Persistent high blood pressure can increase your risk of a number of serious and potentially life-threatening health conditions, such as:
- heart disease
- heart attacks
- heart failure
- peripheral arterial disease
- aortic aneurysms
- kidney disease
- vascular dementia
If you have high blood pressure, reducing it even a small amount can help lower your risk of these health conditions.
Check your blood pressure
The only way of knowing whether you have high blood pressure is to have a blood pressure test.
All adults over 40 are advised to have their blood pressure checked at least every 5 years.
Getting this done is easy and could save your life.
You can get your blood pressure tested at a number of places, including:
- at your GP surgery
- at some pharmacies
- as part of your NHS Health Check
- in some workplaces
You can also check your blood pressure yourself with a home blood pressure monitor.
Things that can increase your risk of getting high blood pressure
It's not always clear what causes high blood pressure, but there are things that can increase your risk.
You might be more at risk if you:
- are overweight
- eat too much salt and do not eat enough fruit and vegetables
- do not do enough exercise
- drink too much alcohol or coffee (or other caffeine-based drinks)

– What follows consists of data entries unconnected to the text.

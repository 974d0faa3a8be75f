use serde::Deserialize;
use utoipa::{IntoParams, ToSchema};

#[derive(Debug, Default, Deserialize, IntoParams)]
#[into_params(parameter_in = Query)]
pub struct GetDashboardParam {
    /// Matches applicant names and recruitment titles.
    pub search: Option<String>,
}

#[derive(Debug, Default, Deserialize, ToSchema)]
#[serde(default)]
pub struct CreateRecruitmentReq {
    pub title: String,
    pub location: String,
    pub period: String,
    pub deadline: String,
    pub category: String,
    pub description: String,
    /// One item per line.
    pub requirements: String,
    /// One item per line.
    pub benefits: String,
    /// Blank for no cap.
    pub max_applicants: String,
}
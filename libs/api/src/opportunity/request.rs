use serde::Deserialize;
use utoipa::{IntoParams, ToSchema};

use crate::util::request::Pagination;

#[derive(Debug, Default, Deserialize, IntoParams)]
#[into_params(parameter_in = Query)]
pub struct GetOpportunitiesParam {
    pub search: Option<String>,
    pub category: Option<String>,
    /// Defaults to `active`; `all` lifts the constraint.
    pub status: Option<String>,
    #[serde(flatten)]
    pub pagination: Pagination,
}

#[derive(Deserialize, ToSchema)]
pub struct ApplyReq {
    pub proposal: String,
    pub portfolio: Option<String>,
    pub experience: Option<String>,
}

- do not get much sleep or have disturbed sleep
- are over 65
- have a relative with high blood pressure
- are of black African or black Caribbean descent
- live in a deprived area
Making healthy lifestyle changes can sometimes help reduce your chances of getting high blood pressure and help lower your blood pressure if it's already high.
Treatment for high blood pressure
Doctors can help you keep your blood pressure to a safe level using:
- lifestyle changes
What works best is different for each person.
Talk to your doctor to help you decide about treatment.
This patient decision aid (PDF, 132kb) can also help you to understand your treatment options.
Lifestyle changes to reduce blood pressure
These lifestyle changes can help prevent and lower high blood pressure:
- reduce the amount of salt you eat and have a generally healthy diet
- cut back on alcohol
- lose weight if you're overweight
- exercise regularly
- cut down on caffeine
- stop smoking
Some people with high blood pressure may also need to take 1 or more medicines to stop their blood pressure getting too high.
Medicines for high blood pressure
If you're diagnosed with high blood pressure, your doctor may recommend taking 1 or more medicines to keep it under control.
These come as tablets and usually need to be taken once a day.
Common blood pressure medicines include:
- ACE inhibitors – such as enalapril, lisinopril, perindopril and ramipril
- angiotensin-2 receptor blockers (ARBs) – such as candesartan, irbesartan, losartan, valsartan and olmesartan
- calcium channel blockers – such as amlodipine, felodipine and nifedipine or diltiazem and verapamil
- diuretics – such as indapamide and bendroflumethiazide
- beta blockers – such as atenolol and bisoprolol
- alpha blockers – such as doxazosin
- other diuretics – such as amiloride and spironolactone
The medicine recommended for you will depend on things like how high your blood pressure is, your age and your ethnicity.